About this task: Search the data for "holding". Each line containing it is to be copied.
● ● ● ● ● ● ●
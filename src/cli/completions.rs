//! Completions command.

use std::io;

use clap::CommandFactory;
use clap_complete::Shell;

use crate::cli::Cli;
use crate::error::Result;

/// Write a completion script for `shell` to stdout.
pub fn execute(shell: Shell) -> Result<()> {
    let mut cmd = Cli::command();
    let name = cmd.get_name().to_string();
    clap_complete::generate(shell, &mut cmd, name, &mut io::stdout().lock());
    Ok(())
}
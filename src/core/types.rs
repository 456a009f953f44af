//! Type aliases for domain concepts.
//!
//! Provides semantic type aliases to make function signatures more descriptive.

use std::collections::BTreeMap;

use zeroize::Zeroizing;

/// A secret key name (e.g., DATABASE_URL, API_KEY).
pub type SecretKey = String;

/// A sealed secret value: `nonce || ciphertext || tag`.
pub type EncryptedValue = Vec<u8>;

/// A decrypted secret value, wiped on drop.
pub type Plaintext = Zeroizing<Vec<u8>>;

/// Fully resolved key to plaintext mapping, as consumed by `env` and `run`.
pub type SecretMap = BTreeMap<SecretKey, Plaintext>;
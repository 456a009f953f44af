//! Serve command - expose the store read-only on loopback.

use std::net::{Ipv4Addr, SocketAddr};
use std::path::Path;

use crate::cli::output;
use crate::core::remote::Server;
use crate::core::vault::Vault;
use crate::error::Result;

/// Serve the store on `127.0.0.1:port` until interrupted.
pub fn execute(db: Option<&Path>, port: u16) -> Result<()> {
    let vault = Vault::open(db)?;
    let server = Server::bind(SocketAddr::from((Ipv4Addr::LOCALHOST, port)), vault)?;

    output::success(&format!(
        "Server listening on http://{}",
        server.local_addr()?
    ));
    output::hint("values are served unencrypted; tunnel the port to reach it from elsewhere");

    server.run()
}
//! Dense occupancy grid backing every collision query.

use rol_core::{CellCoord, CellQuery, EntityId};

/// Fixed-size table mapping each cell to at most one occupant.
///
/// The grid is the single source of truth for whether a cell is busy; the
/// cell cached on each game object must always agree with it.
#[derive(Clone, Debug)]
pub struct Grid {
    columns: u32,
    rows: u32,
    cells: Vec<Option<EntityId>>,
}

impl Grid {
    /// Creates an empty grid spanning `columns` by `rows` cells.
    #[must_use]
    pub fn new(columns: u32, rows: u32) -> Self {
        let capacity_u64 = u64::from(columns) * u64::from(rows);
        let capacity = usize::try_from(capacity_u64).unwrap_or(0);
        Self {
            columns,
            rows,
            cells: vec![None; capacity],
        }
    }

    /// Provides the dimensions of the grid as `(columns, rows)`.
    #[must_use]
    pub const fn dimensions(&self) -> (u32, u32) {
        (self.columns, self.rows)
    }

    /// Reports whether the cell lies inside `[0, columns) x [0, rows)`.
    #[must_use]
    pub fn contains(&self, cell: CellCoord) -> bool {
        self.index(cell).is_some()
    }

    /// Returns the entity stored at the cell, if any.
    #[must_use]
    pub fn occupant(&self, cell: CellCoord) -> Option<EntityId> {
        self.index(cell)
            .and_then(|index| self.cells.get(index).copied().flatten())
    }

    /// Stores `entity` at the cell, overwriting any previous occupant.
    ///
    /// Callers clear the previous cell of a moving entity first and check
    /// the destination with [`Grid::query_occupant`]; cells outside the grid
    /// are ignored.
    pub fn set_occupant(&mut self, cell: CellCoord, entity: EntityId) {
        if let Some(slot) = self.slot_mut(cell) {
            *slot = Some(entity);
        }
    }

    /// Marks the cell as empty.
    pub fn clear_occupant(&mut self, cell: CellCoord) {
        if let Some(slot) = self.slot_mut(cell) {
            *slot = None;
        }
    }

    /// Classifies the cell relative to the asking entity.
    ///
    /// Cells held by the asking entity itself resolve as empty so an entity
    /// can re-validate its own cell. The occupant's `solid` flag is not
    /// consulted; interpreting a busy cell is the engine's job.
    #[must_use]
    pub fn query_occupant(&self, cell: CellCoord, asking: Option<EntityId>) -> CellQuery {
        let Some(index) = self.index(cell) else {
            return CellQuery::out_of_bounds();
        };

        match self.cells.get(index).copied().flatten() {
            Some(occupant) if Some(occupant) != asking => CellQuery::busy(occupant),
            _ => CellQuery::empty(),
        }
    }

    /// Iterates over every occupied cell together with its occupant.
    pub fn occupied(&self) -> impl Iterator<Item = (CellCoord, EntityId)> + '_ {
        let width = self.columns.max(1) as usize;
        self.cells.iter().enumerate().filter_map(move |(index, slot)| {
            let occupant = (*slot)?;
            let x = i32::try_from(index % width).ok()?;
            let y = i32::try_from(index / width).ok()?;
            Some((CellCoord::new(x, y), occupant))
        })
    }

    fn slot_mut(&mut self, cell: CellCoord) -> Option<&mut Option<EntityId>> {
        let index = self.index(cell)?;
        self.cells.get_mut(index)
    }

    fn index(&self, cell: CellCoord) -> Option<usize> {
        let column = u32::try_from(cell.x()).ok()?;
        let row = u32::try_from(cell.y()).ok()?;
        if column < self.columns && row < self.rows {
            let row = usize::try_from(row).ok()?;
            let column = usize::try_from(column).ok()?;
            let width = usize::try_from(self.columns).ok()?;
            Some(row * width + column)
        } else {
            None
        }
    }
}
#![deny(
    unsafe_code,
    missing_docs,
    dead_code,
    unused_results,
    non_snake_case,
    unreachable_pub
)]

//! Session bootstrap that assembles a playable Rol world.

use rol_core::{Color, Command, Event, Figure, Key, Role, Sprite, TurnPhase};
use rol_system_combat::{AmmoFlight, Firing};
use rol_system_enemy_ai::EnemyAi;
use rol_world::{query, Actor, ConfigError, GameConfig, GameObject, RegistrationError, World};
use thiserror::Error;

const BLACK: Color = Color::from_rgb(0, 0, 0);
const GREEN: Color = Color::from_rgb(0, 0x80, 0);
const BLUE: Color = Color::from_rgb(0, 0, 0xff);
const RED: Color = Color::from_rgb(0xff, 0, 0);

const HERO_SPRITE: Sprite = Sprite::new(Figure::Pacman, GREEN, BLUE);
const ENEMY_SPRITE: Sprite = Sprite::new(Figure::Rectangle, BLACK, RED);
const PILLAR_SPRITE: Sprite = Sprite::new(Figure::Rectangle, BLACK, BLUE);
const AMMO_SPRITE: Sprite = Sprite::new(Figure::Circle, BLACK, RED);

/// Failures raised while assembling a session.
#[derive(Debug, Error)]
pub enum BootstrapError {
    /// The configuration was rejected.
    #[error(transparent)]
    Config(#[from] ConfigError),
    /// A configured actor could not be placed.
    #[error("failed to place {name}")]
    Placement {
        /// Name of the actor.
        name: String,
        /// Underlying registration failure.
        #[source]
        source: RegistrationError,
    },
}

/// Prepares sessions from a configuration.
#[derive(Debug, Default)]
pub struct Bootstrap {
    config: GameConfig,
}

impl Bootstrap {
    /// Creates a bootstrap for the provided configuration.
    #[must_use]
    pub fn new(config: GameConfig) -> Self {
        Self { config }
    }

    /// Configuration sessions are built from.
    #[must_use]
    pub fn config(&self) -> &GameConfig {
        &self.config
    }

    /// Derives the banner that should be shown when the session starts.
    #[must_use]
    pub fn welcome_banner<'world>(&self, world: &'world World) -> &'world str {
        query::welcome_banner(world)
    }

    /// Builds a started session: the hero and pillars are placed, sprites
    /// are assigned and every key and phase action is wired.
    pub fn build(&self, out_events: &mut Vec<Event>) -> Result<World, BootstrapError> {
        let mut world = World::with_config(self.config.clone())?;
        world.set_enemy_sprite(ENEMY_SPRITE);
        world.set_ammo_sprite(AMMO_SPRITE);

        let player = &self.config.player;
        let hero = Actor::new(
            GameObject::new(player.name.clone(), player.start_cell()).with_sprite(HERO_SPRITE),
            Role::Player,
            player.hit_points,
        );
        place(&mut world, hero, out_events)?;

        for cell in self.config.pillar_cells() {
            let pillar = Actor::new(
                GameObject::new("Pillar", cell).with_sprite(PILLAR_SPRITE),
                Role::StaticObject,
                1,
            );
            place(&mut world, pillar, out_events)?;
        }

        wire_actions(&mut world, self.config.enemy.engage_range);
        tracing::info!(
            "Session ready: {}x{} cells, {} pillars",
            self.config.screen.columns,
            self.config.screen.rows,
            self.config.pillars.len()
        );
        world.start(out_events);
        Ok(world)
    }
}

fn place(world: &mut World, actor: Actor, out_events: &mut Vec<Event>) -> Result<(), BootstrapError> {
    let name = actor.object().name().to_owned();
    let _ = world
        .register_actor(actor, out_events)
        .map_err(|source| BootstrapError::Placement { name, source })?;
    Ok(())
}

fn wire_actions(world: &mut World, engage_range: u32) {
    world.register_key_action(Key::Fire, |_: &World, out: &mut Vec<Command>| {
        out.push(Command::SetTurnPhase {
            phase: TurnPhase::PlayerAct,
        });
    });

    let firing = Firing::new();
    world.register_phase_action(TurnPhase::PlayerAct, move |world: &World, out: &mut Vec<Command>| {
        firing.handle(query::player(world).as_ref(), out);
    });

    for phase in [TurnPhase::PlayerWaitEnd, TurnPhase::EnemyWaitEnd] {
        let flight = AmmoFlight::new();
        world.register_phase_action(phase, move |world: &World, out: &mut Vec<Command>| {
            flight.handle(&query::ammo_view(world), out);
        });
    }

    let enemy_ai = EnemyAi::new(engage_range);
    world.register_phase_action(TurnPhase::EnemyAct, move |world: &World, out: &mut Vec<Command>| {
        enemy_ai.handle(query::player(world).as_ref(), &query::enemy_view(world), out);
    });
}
● ● ● ● ● ● ●
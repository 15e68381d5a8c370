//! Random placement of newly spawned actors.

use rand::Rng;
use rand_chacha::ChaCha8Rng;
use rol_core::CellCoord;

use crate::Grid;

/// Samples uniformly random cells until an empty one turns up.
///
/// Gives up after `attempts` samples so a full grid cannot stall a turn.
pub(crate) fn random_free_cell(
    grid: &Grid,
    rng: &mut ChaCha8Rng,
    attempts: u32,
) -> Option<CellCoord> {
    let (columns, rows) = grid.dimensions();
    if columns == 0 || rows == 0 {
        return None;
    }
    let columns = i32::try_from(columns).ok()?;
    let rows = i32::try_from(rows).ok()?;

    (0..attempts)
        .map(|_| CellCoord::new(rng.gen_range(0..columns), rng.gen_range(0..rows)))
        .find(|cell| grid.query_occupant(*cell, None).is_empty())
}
● ● ● ● ● ● ●
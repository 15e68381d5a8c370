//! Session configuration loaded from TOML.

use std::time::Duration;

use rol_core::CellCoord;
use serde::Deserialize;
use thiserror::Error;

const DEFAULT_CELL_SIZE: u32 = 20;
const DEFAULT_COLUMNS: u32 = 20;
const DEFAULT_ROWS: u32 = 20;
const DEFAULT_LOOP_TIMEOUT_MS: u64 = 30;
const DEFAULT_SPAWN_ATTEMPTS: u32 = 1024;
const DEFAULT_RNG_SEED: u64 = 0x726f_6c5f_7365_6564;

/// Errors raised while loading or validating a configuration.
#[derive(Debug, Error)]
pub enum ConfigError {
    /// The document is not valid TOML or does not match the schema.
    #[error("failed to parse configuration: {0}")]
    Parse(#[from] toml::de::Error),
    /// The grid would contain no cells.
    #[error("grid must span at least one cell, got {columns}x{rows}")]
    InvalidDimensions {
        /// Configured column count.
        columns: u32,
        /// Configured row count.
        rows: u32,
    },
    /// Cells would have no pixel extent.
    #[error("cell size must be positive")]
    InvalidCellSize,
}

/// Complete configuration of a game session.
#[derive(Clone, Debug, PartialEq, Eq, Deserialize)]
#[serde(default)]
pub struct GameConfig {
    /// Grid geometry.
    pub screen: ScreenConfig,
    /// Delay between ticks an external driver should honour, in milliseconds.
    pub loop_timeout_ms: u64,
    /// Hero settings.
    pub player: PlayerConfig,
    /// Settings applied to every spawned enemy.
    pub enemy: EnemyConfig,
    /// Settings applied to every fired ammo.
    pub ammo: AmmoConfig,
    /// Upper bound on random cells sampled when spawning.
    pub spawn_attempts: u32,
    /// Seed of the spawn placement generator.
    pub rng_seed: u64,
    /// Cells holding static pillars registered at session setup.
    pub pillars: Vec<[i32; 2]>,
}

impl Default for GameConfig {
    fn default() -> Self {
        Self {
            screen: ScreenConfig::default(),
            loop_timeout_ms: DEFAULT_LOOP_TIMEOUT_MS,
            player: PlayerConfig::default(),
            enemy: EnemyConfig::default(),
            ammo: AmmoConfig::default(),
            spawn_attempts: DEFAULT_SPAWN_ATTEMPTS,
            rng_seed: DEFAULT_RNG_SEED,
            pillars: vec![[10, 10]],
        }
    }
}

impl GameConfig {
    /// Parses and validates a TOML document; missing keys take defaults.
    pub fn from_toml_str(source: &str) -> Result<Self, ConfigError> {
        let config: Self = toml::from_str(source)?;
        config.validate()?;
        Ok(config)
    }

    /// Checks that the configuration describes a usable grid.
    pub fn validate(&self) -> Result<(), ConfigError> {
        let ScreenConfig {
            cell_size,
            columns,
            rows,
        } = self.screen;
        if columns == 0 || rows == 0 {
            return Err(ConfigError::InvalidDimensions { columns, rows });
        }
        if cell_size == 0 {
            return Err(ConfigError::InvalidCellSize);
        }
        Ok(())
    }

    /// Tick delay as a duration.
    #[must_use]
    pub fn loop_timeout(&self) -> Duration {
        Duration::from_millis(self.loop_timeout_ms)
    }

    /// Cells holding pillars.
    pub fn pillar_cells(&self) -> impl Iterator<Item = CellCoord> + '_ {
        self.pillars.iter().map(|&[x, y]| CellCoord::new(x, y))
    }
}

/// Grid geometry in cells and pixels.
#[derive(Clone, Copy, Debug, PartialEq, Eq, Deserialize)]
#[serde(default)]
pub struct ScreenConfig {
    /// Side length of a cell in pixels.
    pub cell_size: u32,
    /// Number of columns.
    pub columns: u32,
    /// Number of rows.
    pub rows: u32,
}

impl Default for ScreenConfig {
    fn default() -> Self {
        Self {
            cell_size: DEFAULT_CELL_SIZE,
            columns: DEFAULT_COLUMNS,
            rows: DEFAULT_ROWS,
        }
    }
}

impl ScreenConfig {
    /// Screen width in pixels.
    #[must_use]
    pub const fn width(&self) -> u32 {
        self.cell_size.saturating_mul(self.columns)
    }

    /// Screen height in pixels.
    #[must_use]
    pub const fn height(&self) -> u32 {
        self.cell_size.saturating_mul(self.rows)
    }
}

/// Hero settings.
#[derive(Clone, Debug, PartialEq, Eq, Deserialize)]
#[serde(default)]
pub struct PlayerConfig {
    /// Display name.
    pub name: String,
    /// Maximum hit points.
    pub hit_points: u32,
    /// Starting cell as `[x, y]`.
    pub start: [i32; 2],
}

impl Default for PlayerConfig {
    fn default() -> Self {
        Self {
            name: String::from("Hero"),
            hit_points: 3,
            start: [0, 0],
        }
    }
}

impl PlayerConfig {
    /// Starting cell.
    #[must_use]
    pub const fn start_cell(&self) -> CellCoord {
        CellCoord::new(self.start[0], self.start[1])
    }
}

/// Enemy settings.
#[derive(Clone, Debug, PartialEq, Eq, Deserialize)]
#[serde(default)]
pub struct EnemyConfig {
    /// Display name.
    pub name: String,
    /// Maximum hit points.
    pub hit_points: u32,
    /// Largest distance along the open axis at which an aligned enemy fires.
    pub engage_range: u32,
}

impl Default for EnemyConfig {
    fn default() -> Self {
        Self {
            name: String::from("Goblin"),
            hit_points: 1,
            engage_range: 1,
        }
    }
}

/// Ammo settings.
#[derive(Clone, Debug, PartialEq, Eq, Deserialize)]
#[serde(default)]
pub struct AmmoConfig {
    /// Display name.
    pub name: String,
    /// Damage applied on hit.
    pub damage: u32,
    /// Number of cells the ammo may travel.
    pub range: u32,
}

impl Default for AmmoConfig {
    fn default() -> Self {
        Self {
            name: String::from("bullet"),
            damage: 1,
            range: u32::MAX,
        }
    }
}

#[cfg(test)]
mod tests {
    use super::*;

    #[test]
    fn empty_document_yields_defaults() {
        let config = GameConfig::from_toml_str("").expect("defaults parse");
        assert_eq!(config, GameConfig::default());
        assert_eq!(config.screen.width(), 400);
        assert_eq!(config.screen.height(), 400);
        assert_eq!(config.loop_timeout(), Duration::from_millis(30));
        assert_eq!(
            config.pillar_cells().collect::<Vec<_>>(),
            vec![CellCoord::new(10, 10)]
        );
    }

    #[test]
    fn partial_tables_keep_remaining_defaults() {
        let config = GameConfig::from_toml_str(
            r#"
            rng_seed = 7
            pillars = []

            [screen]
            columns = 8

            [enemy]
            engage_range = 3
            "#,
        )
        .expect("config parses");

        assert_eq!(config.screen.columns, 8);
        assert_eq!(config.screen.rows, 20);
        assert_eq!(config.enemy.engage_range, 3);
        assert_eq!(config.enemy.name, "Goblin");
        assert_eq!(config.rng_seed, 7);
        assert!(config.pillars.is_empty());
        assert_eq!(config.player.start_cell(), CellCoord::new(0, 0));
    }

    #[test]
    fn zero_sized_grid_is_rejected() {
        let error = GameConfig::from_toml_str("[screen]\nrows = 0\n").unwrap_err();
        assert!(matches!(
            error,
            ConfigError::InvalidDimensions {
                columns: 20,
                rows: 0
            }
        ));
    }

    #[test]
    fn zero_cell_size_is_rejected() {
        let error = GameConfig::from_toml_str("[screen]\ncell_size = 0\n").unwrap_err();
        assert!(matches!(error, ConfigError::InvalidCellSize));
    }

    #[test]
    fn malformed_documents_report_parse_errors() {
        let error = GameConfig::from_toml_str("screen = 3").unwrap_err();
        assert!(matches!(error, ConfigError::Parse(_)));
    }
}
● ● ● ● ● ● ●
Solution for this task:
    /// Cells holding static pillars registered at session setup.
    /// Cells holding pillars.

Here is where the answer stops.